Figure 5. Effects of NFκB transcription factors on the proximal Dsc2 and Dsc3 promoters.

(a) ChIP assays demonstrating that both c-Rel and Rel A bind to a Dsc2 promoter fragment that contains two predicted Rel binding sites. Input, chromatin used for immunoprecipitation; IgG, IP with unspecific IgG. (b) Schematic representation of putative NFκB transcription factor binding sites in the proximal Dsc2 promoter. The arrows indicate translation start sites (ATG; A is defined as position +1). (c) c-Rel dramatically increases the reporter activity of the Dsc2 construct while Rel A did not.
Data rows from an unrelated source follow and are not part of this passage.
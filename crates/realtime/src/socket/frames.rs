//! Socket frame types and serialization
//!
//! One tagged union covers both directions: clients send
//! `subscribe_thread` and `send_message`, the backend pushes
//! `message_received` and `thread_updated`. Frames travel as UTF-8 JSON
//! text; there is no schema validation beyond parse success.

use serde::{Deserialize, Serialize};

use campusline_shared::{ChatMessage, MessageSummary, MessageType, ThreadId};

/// One discrete JSON message unit exchanged over the chat socket
#[derive(Debug, Clone, PartialEq, Serialize, Deserialize)]
#[serde(tag = "type", rename_all = "snake_case")]
pub enum SocketFrame {
    /// Subscribe to updates for a thread
    SubscribeThread { thread_id: ThreadId },

    /// Send a message into a thread
    SendMessage {
        thread_id: ThreadId,
        content: String,
        message_type: MessageType,
    },

    /// A message arrived in a subscribed thread
    MessageReceived {
        thread_id: ThreadId,
        message: ChatMessage,
    },

    /// A thread's summary changed (title, latest message)
    ThreadUpdated {
        thread_id: ThreadId,
        #[serde(skip_serializing_if = "Option::is_none")]
        last_message: Option<MessageSummary>,
    },
}

impl SocketFrame {
    /// Build the outbound send-message frame; `message_type` is always text
    pub fn send_text(thread_id: ThreadId, content: impl Into<String>) -> Self {
        SocketFrame::SendMessage {
            thread_id,
            content: content.into(),
            message_type: MessageType::Text,
        }
    }
}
The IκB_DN construct encodes a dominant-negative inhibitor of the NFκB pathway, i.e. this construct can block endogenous NFκB activity. The promoter activities in the absence of ectopically expressed transcription factors are defined as relative expression level 1. (d) The Dsc3 reporter construct does not show any significant changes in activity in response to NFκB transcription factors. (e-f) Endogenous Dsc gene expression in mouse keratinocytes. (e) c-Rel ectopic expression significantly increases endogenous Dsc2 expression. (f) None of the NFκB transcription factors affects endogenous Dsc3 expression. (g) Simplified model of signaling pathways active in hair follicle placodes and their proposed effects on Dsc2 and Dsc3 gene expression. Note that open arrows symbolize up- and down-regulation of gene expression, respectively. Error bars, standard deviation. Stars indicate statistically significant results (p-value < 0.05).